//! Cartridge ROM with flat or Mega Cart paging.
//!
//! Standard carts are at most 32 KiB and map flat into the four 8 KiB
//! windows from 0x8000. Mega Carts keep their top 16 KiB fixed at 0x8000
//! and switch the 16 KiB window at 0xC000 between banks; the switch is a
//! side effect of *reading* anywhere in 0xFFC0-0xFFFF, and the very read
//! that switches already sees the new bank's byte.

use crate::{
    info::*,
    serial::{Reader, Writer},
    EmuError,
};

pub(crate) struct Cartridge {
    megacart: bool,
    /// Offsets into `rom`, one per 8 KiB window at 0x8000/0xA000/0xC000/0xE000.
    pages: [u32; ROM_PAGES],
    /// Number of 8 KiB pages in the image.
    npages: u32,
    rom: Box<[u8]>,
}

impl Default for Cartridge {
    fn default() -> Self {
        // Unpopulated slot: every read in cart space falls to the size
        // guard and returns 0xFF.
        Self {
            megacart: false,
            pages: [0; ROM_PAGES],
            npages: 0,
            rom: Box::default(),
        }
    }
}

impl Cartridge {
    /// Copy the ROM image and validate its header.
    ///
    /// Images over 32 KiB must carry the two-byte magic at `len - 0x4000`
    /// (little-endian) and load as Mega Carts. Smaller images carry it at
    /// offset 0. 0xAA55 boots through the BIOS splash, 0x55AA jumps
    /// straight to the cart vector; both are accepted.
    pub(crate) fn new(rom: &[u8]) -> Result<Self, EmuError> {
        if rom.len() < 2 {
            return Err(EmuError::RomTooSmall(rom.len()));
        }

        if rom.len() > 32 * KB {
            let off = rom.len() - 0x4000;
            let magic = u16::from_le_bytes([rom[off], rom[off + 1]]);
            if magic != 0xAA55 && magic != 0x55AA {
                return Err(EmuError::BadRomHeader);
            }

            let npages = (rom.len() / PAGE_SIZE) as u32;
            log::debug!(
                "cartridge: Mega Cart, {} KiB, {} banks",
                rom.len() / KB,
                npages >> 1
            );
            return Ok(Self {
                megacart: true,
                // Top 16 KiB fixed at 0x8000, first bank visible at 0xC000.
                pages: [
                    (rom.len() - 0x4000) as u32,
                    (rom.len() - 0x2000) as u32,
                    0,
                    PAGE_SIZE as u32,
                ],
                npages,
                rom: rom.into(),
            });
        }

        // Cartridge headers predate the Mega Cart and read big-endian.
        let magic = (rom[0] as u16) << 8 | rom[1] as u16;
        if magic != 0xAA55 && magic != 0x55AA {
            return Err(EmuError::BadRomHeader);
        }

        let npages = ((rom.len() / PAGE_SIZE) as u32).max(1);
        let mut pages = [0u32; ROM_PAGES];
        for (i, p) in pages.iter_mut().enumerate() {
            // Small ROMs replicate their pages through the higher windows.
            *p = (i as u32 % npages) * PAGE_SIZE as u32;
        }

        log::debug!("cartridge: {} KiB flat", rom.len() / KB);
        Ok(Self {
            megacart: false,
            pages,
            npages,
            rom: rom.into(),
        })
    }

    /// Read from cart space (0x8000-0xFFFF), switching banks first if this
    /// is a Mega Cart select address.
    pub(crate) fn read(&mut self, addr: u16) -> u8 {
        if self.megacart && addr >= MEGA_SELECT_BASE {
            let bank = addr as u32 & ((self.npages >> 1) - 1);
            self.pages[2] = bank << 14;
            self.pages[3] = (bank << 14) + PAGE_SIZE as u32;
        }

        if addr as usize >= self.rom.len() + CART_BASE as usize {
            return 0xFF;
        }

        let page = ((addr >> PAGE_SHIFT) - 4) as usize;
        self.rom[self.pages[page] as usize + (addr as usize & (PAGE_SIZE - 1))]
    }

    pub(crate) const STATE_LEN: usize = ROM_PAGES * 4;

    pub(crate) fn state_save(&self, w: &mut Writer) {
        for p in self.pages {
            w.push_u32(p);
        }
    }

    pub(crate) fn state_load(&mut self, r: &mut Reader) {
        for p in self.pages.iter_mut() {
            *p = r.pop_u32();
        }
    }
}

########

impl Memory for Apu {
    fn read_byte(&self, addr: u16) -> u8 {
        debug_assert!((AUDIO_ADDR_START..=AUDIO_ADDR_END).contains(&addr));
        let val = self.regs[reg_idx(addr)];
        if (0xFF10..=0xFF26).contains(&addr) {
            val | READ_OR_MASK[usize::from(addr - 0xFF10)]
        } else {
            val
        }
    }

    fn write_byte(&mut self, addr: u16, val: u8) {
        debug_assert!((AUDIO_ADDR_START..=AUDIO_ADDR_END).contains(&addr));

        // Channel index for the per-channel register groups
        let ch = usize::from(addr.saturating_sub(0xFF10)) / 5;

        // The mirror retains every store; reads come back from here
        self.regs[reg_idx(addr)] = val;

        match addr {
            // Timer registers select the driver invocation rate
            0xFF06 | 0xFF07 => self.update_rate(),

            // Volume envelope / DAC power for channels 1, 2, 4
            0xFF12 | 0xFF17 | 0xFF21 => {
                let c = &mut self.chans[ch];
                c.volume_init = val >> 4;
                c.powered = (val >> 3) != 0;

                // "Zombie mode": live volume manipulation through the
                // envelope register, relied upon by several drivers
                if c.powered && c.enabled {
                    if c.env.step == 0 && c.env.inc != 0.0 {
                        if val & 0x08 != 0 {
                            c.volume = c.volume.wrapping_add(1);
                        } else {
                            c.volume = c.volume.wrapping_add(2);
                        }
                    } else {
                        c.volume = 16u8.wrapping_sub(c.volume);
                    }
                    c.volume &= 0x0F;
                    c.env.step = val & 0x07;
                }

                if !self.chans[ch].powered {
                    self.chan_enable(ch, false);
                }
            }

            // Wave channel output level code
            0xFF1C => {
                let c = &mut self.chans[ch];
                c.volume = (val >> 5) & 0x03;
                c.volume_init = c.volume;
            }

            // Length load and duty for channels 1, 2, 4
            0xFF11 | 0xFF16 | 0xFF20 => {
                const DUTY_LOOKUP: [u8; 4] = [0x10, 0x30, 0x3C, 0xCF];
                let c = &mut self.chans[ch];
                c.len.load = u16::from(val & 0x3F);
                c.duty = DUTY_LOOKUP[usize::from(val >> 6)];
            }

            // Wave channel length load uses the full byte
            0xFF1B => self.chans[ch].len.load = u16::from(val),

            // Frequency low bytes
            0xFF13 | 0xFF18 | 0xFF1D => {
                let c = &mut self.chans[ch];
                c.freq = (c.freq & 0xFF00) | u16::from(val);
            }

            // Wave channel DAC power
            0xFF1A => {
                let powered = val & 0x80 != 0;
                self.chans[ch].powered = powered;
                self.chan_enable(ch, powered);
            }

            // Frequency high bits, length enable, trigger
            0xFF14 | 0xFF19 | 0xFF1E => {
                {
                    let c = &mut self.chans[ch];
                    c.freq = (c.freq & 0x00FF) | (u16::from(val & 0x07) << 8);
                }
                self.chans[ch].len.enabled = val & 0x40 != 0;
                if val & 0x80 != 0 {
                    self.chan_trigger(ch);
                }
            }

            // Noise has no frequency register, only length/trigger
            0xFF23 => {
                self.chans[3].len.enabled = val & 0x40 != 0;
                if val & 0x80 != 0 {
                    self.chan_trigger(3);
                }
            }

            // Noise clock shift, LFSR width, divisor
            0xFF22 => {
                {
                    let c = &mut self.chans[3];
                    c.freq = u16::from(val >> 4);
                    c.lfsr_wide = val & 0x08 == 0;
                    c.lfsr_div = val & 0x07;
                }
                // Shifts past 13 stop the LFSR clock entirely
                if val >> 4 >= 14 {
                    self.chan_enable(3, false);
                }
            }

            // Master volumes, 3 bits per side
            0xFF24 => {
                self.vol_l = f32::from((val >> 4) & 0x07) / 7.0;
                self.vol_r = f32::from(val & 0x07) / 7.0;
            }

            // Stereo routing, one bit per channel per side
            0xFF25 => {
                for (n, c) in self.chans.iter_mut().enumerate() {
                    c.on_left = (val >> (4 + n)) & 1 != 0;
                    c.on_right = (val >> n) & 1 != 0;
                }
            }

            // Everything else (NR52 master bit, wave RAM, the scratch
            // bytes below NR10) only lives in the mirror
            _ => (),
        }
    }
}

########

**YOUR ASSIGNMENT:**
For the records above, state the number of lines holding the string "megacart", without further comment.

**WRITTEN ANSWER:**
5